* [Work required]:
Read the data below line by line and state how many lines hold "Value". Nothing else belongs in the answer.

* [Data for this exercise]:
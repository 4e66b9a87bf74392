use std::collections::BTreeMap;
use std::sync::Mutex;
use std::time::Duration;

use datazone_pipeline_core::asset_metadata::{AssetForm, AssetRecord, NOTIFICATION_SUBJECT};
use datazone_pipeline_core::error::MetadataError;
use datazone_pipeline_lambda::adapters::catalog::{CatalogReader, ProjectSummary};
use datazone_pipeline_lambda::adapters::notifier::Notifier;
use datazone_pipeline_lambda::adapters::object_store::ObjectStore;
use datazone_pipeline_lambda::config::AssetMetadataSettings;
use datazone_pipeline_lambda::handlers::asset_metadata::handle_catalog_event;
use serde_json::{json, Value};

#[derive(Default)]
struct RecordingCatalog {
    lookups: Mutex<Vec<String>>,
    asset_unavailable: bool,
}

impl RecordingCatalog {
    fn lookups(&self) -> Vec<String> {
        self.lookups.lock().expect("lookups lock").clone()
    }

    fn record(&self, lookup: String) {
        self.lookups.lock().expect("lookups lock").push(lookup);
    }
}

impl CatalogReader for RecordingCatalog {
    fn get_project(&self, domain_id: &str, project_id: &str) -> Result<ProjectSummary, String> {
        self.record(format!("project {domain_id}/{project_id}"));
        Ok(ProjectSummary {
            name: "sales-analytics".to_string(),
            domain_unit_id: Some("du-7".to_string()),
        })
    }

    fn get_domain_unit_name(&self, domain_id: &str, domain_unit_id: &str) -> Result<String, String> {
        self.record(format!("domain_unit {domain_id}/{domain_unit_id}"));
        Ok("emea".to_string())
    }

    fn get_domain_name(&self, domain_id: &str) -> Result<String, String> {
        self.record(format!("domain {domain_id}"));
        Ok("retail".to_string())
    }

    fn get_asset(&self, domain_id: &str, asset_id: &str) -> Result<AssetRecord, String> {
        self.record(format!("asset {domain_id}/{asset_id}"));
        if self.asset_unavailable {
            return Err("GetAsset failed: ResourceNotFoundException".to_string());
        }
        Ok(AssetRecord {
            name: "weekly_orders".to_string(),
            revision: "4".to_string(),
            forms: vec![
                AssetForm {
                    form_name: "AssetCommonDetailsForm".to_string(),
                    content: Some(r#"{"summary":"Orders rolled up per week"}"#.to_string()),
                },
                AssetForm {
                    form_name: "ColumnBusinessMetadataForm".to_string(),
                    content: Some(
                        r#"{"columnsBusinessMetadata":[
                            {"columnIdentifier":"week","description":"ISO week"},
                            {"columnIdentifier":"total","description":"Gross, in EUR"}
                        ]}"#
                        .to_string(),
                    ),
                },
            ],
        })
    }
}

struct StoredObject {
    bucket: String,
    key: String,
    body: String,
    content_type: String,
    metadata: BTreeMap<String, String>,
}

#[derive(Default)]
struct RecordingStore {
    objects: Mutex<Vec<StoredObject>>,
    presign_windows: Mutex<Vec<Duration>>,
}

impl ObjectStore for RecordingStore {
    fn write_object(
        &self,
        bucket: &str,
        key: &str,
        body: &[u8],
        content_type: &str,
        metadata: &BTreeMap<String, String>,
    ) -> Result<(), String> {
        self.objects.lock().expect("objects lock").push(StoredObject {
            bucket: bucket.to_string(),
            key: key.to_string(),
            body: String::from_utf8_lossy(body).into_owned(),
            content_type: content_type.to_string(),
            metadata: metadata.clone(),
        });
        Ok(())
    }

    fn presigned_get_url(
        &self,
        bucket: &str,
        key: &str,
        expires_in: Duration,
    ) -> Result<String, String> {
        self.presign_windows
            .lock()
            .expect("presign lock")
            .push(expires_in);
        Ok(format!(
            "https://{bucket}.s3.eu-west-1.amazonaws.com/{key}?X-Amz-Expires={}",
            expires_in.as_secs()
        ))
    }
}

#[derive(Default)]
struct RecordingNotifier {
    published: Mutex<Vec<(String, String, String)>>,
}

impl Notifier for RecordingNotifier {
    fn publish(
        &self,
        topic_arn: &str,
        subject: &str,
        message: &str,
    ) -> Result<Option<String>, String> {
        self.published.lock().expect("published lock").push((
            topic_arn.to_string(),
            subject.to_string(),
            message.to_string(),
        ));
        Ok(Some("msg-1".to_string()))
    }
}

fn metadata_generation_accepted() -> Value {
    json!({
        "version": "0",
        "detail-type": "Metadata Generation Accepted",
        "source": "aws.datazone",
        "account": "444455556666",
        "time": "2026-10-18T07:30:00Z",
        "region": "eu-west-1",
        "detail": {
            "version": "1",
            "metadata": {
                "id": "asset-42",
                "domain": "dzd_retail",
                "owningProjectId": "prj-sales"
            },
            "data": {"userId": "user-9"}
        }
    })
}

#[test]
fn writes_csv_and_publishes_download_link() {
    let catalog = RecordingCatalog::default();
    let store = RecordingStore::default();
    let notifier = RecordingNotifier::default();

    let response = handle_catalog_event(
        &metadata_generation_accepted(),
        &AssetMetadataSettings::default(),
        &catalog,
        &store,
        &notifier,
    )
    .expect("handler should succeed");

    assert_eq!(response.status_code, 200);
    assert_eq!(response.body, "\"Message published successfully!\"");
    assert_eq!(
        catalog.lookups(),
        vec![
            "project dzd_retail/prj-sales",
            "domain_unit dzd_retail/du-7",
            "domain dzd_retail",
            "asset dzd_retail/asset-42",
        ]
    );

    let objects = store.objects.lock().expect("objects lock");
    assert_eq!(objects.len(), 1);
    assert_eq!(
        objects[0].bucket,
        "pnp-datazone-metadata-bucket-444455556666-eu-west-1"
    );
    assert_eq!(
        objects[0].key,
        "datazone-assets/retail/emea/sales-analytics/weekly_orders.csv"
    );
    assert_eq!(objects[0].content_type, "text/csv");
    assert_eq!(
        objects[0].metadata,
        BTreeMap::from([
            ("asset-id".to_string(), "asset-42".to_string()),
            ("asset-revision".to_string(), "4".to_string()),
            (
                "catalog-event-time".to_string(),
                "2026-10-18T07:30:00Z".to_string()
            ),
            ("requested-by".to_string(), "user-9".to_string()),
        ])
    );
    assert_eq!(
        objects[0].body,
        "column_name,description\nweek,ISO week\ntotal,\"Gross, in EUR\"\n"
    );
    assert_eq!(
        *store.presign_windows.lock().expect("presign lock"),
        vec![Duration::from_secs(86_400)]
    );

    let published = notifier.published.lock().expect("published lock");
    assert_eq!(published.len(), 1);
    let (topic_arn, subject, message) = &published[0];
    assert_eq!(topic_arn, "arn:aws:sns:eu-west-1:444455556666:pnp-slack-subscription");
    assert_eq!(subject, NOTIFICATION_SUBJECT);
    assert!(message.ends_with("weekly_orders.csv?X-Amz-Expires=86400"));
}

#[test]
fn configured_targets_override_naming_convention() {
    let store = RecordingStore::default();
    let notifier = RecordingNotifier::default();
    let settings = AssetMetadataSettings {
        bucket: Some("catalog-exports".to_string()),
        topic_arn: Some("arn:aws:sns:eu-west-1:444455556666:catalog".to_string()),
        presigned_url_ttl: Duration::from_secs(900),
    };

    handle_catalog_event(
        &metadata_generation_accepted(),
        &settings,
        &RecordingCatalog::default(),
        &store,
        &notifier,
    )
    .expect("handler should succeed");

    assert_eq!(
        store.objects.lock().expect("objects lock")[0].bucket,
        "catalog-exports"
    );
    assert_eq!(
        *store.presign_windows.lock().expect("presign lock"),
        vec![Duration::from_secs(900)]
    );
    assert_eq!(
        notifier.published.lock().expect("published lock")[0].0,
        "arn:aws:sns:eu-west-1:444455556666:catalog"
    );
}

#[test]
fn unrelated_detail_type_is_rejected_without_lookups() {
    let catalog = RecordingCatalog::default();
    let store = RecordingStore::default();
    let notifier = RecordingNotifier::default();
    let mut event = metadata_generation_accepted();
    event["detail-type"] = json!("Subscription Request Accepted");

    let response = handle_catalog_event(
        &event,
        &AssetMetadataSettings::default(),
        &catalog,
        &store,
        &notifier,
    )
    .expect("client errors become a response");

    assert_eq!(response.status_code, 400);
    assert!(catalog.lookups().is_empty());
    assert!(store.objects.lock().expect("objects lock").is_empty());
    assert!(notifier.published.lock().expect("published lock").is_empty());
}

#[test]
fn catalog_failure_propagates_and_stores_nothing() {
    let catalog = RecordingCatalog {
        asset_unavailable: true,
        ..RecordingCatalog::default()
    };
    let store = RecordingStore::default();
    let notifier = RecordingNotifier::default();

    let error = handle_catalog_event(
        &metadata_generation_accepted(),
        &AssetMetadataSettings::default(),
        &catalog,
        &store,
        &notifier,
    )
    .expect_err("lookup failure should propagate");

    assert!(matches!(error, MetadataError::Catalog(_)));
    assert!(store.objects.lock().expect("objects lock").is_empty());
    assert!(notifier.published.lock().expect("published lock").is_empty());
}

* [Response to the task]:
2